— Requirement —
After the line containing "use serde_json::json;", write nothing more; before it, reproduce every line of the material below exactly, starting with the first.

◇ ◇ ◇ ◇ ◇

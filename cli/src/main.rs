//! ogmios-inspect: decode captured node replies and print request envelopes.

use anyhow::Context;
use clap::Parser;
use ogmios_client::{init_logging, signed_cbor_hex, ClientOptions, LogFormat};
use ogmios_protocol::{codec, Schema};
use ogmios_types::Point;
use serde_json::json;
use std::path::{Path, PathBuf};

#[derive(Parser)]
#[command(name = "ogmios-inspect", about = "Decode captured ogmios replies in either schema")]
struct Cli {
    /// Schema of the payload: "legacy" (v5) or "current" (v6).
    /// Detected from the envelope when omitted, then taken from the config file.
    #[arg(long, env = "OGMIOS_SCHEMA")]
    schema: Option<String>,

    /// Log format: "human" or "json".
    #[arg(long, env = "OGMIOS_LOG_FORMAT")]
    log_format: Option<LogFormat>,

    /// Log level: "trace", "debug", "info", "warn", "error".
    #[arg(long, env = "OGMIOS_LOG_LEVEL")]
    log_level: Option<String>,

    /// Path to a TOML configuration file.
    #[arg(long, env = "OGMIOS_CONFIG")]
    config: Option<PathBuf>,

    /// Subcommand.
    #[command(subcommand)]
    command: Command,
}

#[derive(clap::Subcommand)]
enum Command {
    /// Decode a chain-sync reply into the legacy response shape.
    #[command(name = "chain-sync")]
    ChainSync { file: PathBuf },

    /// Decode a transaction submission reply.
    #[command(name = "submit-result")]
    SubmitResult { file: PathBuf },

    /// Decode a UTxO query reply.
    #[command(name = "utxo")]
    Utxo { file: PathBuf },

    /// Print the request envelope an operation would send.
    #[command(name = "request")]
    Request {
        #[command(subcommand)]
        op: RequestOp,

        /// Request id (current schema) or mirror (legacy schema).
        #[arg(long)]
        id: Option<String>,
    },

    /// Print the resolved client options as TOML.
    #[command(name = "config")]
    Config,
}

#[derive(clap::Subcommand)]
enum RequestOp {
    /// Find an intersection; points are "origin" or "SLOT/HASH".
    #[command(name = "find-intersection")]
    FindIntersection { points: Vec<String> },

    /// Request the next chain-sync event.
    #[command(name = "next-block")]
    NextBlock,

    /// Submit the signed transaction in FILE (hex or text envelope).
    #[command(name = "submit")]
    Submit { file: PathBuf },

    /// Query unspent outputs at the given addresses.
    #[command(name = "utxo")]
    Utxo { addresses: Vec<String> },
}

fn main() -> anyhow::Result<()> {
    let cli = Cli::parse();

    let options = match &cli.config {
        Some(path) => ClientOptions::from_toml_file(path)
            .with_context(|| format!("loading config from {}", path.display()))?,
        None => ClientOptions::default(),
    };
    let log_format = cli.log_format.unwrap_or(options.log_format);
    let log_level = cli
        .log_level
        .clone()
        .unwrap_or_else(|| options.log_level.clone());
    let options = options.with_logging(log_format, log_level);
    init_logging(options.log_format, &options.log_level);
    if let Some(path) = &cli.config {
        tracing::info!("Loaded config from {}", path.display());
    }

    let explicit = cli
        .schema
        .as_deref()
        .map(str::parse::<Schema>)
        .transpose()
        .context("invalid --schema")?;

    match &cli.command {
        Command::ChainSync { file } => {
            let raw = read(file)?;
            let schema = resolve_schema(explicit, &raw, &options);
            let response = ogmios_chainsync::decode_response(schema, &raw)?;
            println!("{}", serde_json::to_string_pretty(&response)?);
        }
        Command::SubmitResult { file } => {
            let raw = read(file)?;
            let schema = resolve_schema(explicit, &raw, &options);
            let outcome = ogmios_txsubmit::decode_submission(schema, &raw)?;
            let messages: Vec<serde_json::Value> = outcome
                .messages()
                .iter()
                .map(|m| serde_json::from_str(m.get()))
                .collect::<Result<_, _>>()?;
            let report = json!({
                "schema": schema,
                "accepted": outcome.is_accepted(),
                "transactionId": outcome.transaction_id(),
                "errorCodes": outcome.error_codes().ok(),
                "messages": messages,
            });
            println!("{}", serde_json::to_string_pretty(&report)?);
        }
        Command::Utxo { file } => {
            let raw = read(file)?;
            let schema = resolve_schema(explicit, &raw, &options);
            let utxos = ogmios_statequery::decode_utxos(schema, &raw)?;
            println!("{}", serde_json::to_string_pretty(&utxos)?);
        }
        Command::Request { op, id } => {
            let schema = explicit.unwrap_or(options.schema);
            let request = match op {
                RequestOp::FindIntersection { points } => {
                    let points = points
                        .iter()
                        .map(|p| parse_point(p))
                        .collect::<anyhow::Result<Vec<_>>>()?;
                    ogmios_chainsync::request::find_intersection(schema, &points)
                }
                RequestOp::NextBlock => ogmios_chainsync::request::next_block(schema),
                RequestOp::Submit { file } => {
                    let cbor_hex = signed_cbor_hex(&read(file)?)?;
                    ogmios_txsubmit::submit_tx(schema, &cbor_hex)
                }
                RequestOp::Utxo { addresses } => ogmios_statequery::utxo(schema, addresses),
            };
            let envelope = request.into_envelope(schema, id.clone().map(serde_json::Value::String));
            let bytes = codec::encode(&envelope)?;
            println!("{}", String::from_utf8_lossy(&bytes));
        }
        Command::Config => {
            let options = match explicit {
                Some(schema) => options.with_schema(schema),
                None => options,
            };
            print!("{}", options.to_toml_string()?);
        }
    }
    Ok(())
}

fn read(path: &Path) -> anyhow::Result<Vec<u8>> {
    std::fs::read(path).with_context(|| format!("reading {}", path.display()))
}

/// "origin" or "SLOT/HASH".
fn parse_point(s: &str) -> anyhow::Result<Point> {
    if s == ogmios_types::ORIGIN {
        return Ok(Point::Origin);
    }
    let (slot, hash) = s
        .split_once('/')
        .with_context(|| format!("point {s:?} is neither \"origin\" nor SLOT/HASH"))?;
    let slot = slot
        .parse::<u64>()
        .with_context(|| format!("invalid slot in point {s:?}"))?;
    Ok(Point::specific(slot, hash))
}

/// `--schema` wins, then whatever the envelope says, then the config.
fn resolve_schema(explicit: Option<Schema>, raw: &[u8], options: &ClientOptions) -> Schema {
    if let Some(schema) = explicit {
        return schema;
    }
    match codec::decode_value(raw).ok().as_ref().and_then(Schema::detect) {
        Some(schema) => {
            tracing::debug!(%schema, "detected schema from envelope");
            schema
        }
        None => options.schema,
    }
}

◇ ◇ ◇ ◇ ◇

— Answer to this problem —
filename cli/src/main.rs
//! ogmios-inspect: decode captured node replies and print request envelopes.

use anyhow::Context;
use clap::Parser;
use ogmios_client::{init_logging, signed_cbor_hex, ClientOptions, LogFormat};
use ogmios_protocol::{codec, Schema};
use ogmios_types::Point;
use serde_json::json;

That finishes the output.